For Python developers the first choice for asynchronous programming has always been Celery. Celery is a feature rich Python library and offers a wide range of capabilities to the developers. But you would agree that everytime the best is not required, becuase the stuff that makes it the best may become overheads for systems that do not need those features. There is a high chance that you do not need all the capabilities that Celery provides and also may think that the overhead it brings with it might affect your application adversely.
The saviour in situations where, you just want to execute tasks asynchronously without adding a lot of dependencies to your codebase, [Huey](https://huey.readthedocs.io/en/latest/) can be a perfect choice. Huey is extremely lightweight in terms of code, resources as well as set up.
A major requirement that may need some architectural design thinking is that Huey requires a mechanism to maintain the task queue, and out of the available options, Redis is the [most widely used](https://www.theregister.com/2020/11/23/redis_the_most_popular_db_on_aws/).

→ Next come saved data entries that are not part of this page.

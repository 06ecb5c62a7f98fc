//! Permission template expansion.
//!
//! `@admin:{user}:api.v1.admin` with `{ "user": 42 }` becomes
//! `@admin:42:api.v1.admin`.

use crate::models::TemplateData;
use regex::{Captures, Regex};
use serde_json::Value;
use std::sync::OnceLock;
use thiserror::Error;

#[derive(Debug, Clone, PartialEq, Eq, Error)]
pub enum TemplateError {
    #[error("no value for placeholder '{{{key}}}' in '{permission}'")]
    MissingKey { key: String, permission: String },

    #[error("invalid placeholder pattern: {0}")]
    InvalidPattern(String),
}

fn placeholder_pattern() -> Result<&'static Regex, TemplateError> {
    static PATTERN: OnceLock<Result<Regex, regex::Error>> = OnceLock::new();
    PATTERN
        .get_or_init(|| Regex::new(r"\{([a-zA-Z0-9]+)\}"))
        .as_ref()
        .map_err(|e| TemplateError::InvalidPattern(e.to_string()))
}

/// String form of a template value. `null` has none.
fn value_to_string(value: &Value) -> Option<String> {
    match value {
        Value::Null => None,
        Value::String(s) => Some(s.clone()),
        other => Some(other.to_string()),
    }
}

/// Substitute every `{identifier}` in `permission` from `data`.
///
/// Substituted text is never re-scanned. Fails on the first placeholder
/// without a value, so a half-expanded permission is never produced.
pub fn expand(permission: &str, data: &TemplateData) -> Result<String, TemplateError> {
    let pattern = placeholder_pattern()?;

    for captures in pattern.captures_iter(permission) {
        let key = &captures[1];
        if data.get(key).and_then(value_to_string).is_none() {
            return Err(TemplateError::MissingKey {
                key: key.to_string(),
                permission: permission.to_string(),
            });
        }
    }

    let expanded = pattern.replace_all(permission, |captures: &Captures| {
        data.get(&captures[1])
            .and_then(value_to_string)
            .unwrap_or_default()
    });

    Ok(expanded.into_owned())
}

/// Expand a batch of permissions; stops at the first failure.
pub fn expand_all(permissions: &[String], data: &TemplateData) -> Result<Vec<String>, TemplateError> {
    permissions
        .iter()
        .map(|permission| expand(permission, data))
        .collect()
}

Huey works perfectly when the application is developed to use a single instance of Redis. But, having a single instance can be a cause of major catastrophy as it becomes a single point of failure. To overcome the issue of single point of failure Redis has come up with solutions like Redis Cluster and Redis Sentinel. But, there is caveat with Huey when it comes to multi-instance Redis solutions such as Redis Cluster and Redis Sentinel, and it is that huey does not innately support these Redis solutions.
This limitation is not that big a limitation that we give up using Huey. Just a few lines of code can make Huey work with the Redis Cluster without loosing advantages that Huey provides compared to other Python task managers.
Firstly, we will use [`redis-py-cluser`](https://pypi.org/project/redis-py-cluster/) as a python client for Redis Cluster. `RedisHuey` and `RedisStorage` are classes defined in Huey library. Next, we will define subclasses for `RedisHuey` and `RedisStorage` and using `redis-py-cluster` as client for Huey connection object, as shown in the following code snippet.
```python
from rediscluster import RedisCluster, connection
from huey.api import RedisHuey
from huey.storage import RedisStorage, SCHEDULE_POP_LUA
class MyRedisStorage(RedisStorage):
def __init__(self, *args, **kwargs):
super().__init__(*args, **kwargs)
cluster_endpoint = [{"host": "redis-cluster-host", "port": "6379"}]
self.pool = connection.ClusterConnectionPool(**kwargs)
self.conn = RedisCluster(startup_nodes=cluster_endpoint, skip_full_coverage_check=True)
self.connection_params = kwargs
self._pop = self.conn.register_script(SCHEDULE_POP_LUA)
class MyRedisHuey(RedisHuey):
storage_class = MyRedisStorage
def __init__(self, name, **kwargs):
super().__init__(name='my-task-queue', storage_class=MyRedisHuey.storage_class, **kwargs)
```
With the above code that can connect Huey with Redis Cluster, we just need to instruct Huey to use the implmentation. For that we would have to override `huey_class` property from Huey configuration object and assign it class name which we have just defined in the code snippet.
```python
HUEY = {
# one may need to assign class name with relative path based on framework being used for application development
'huey_class': 'MyRedisHuey',
...
}
```
With some easy tweaks as mentioned above you can make use of a lightweight, easy to operate and easy to maintain asynchronous task manager the Huey. Do explore more about Huey and we will try to bring out more information about it in upcoming articles. Happy Coding!!!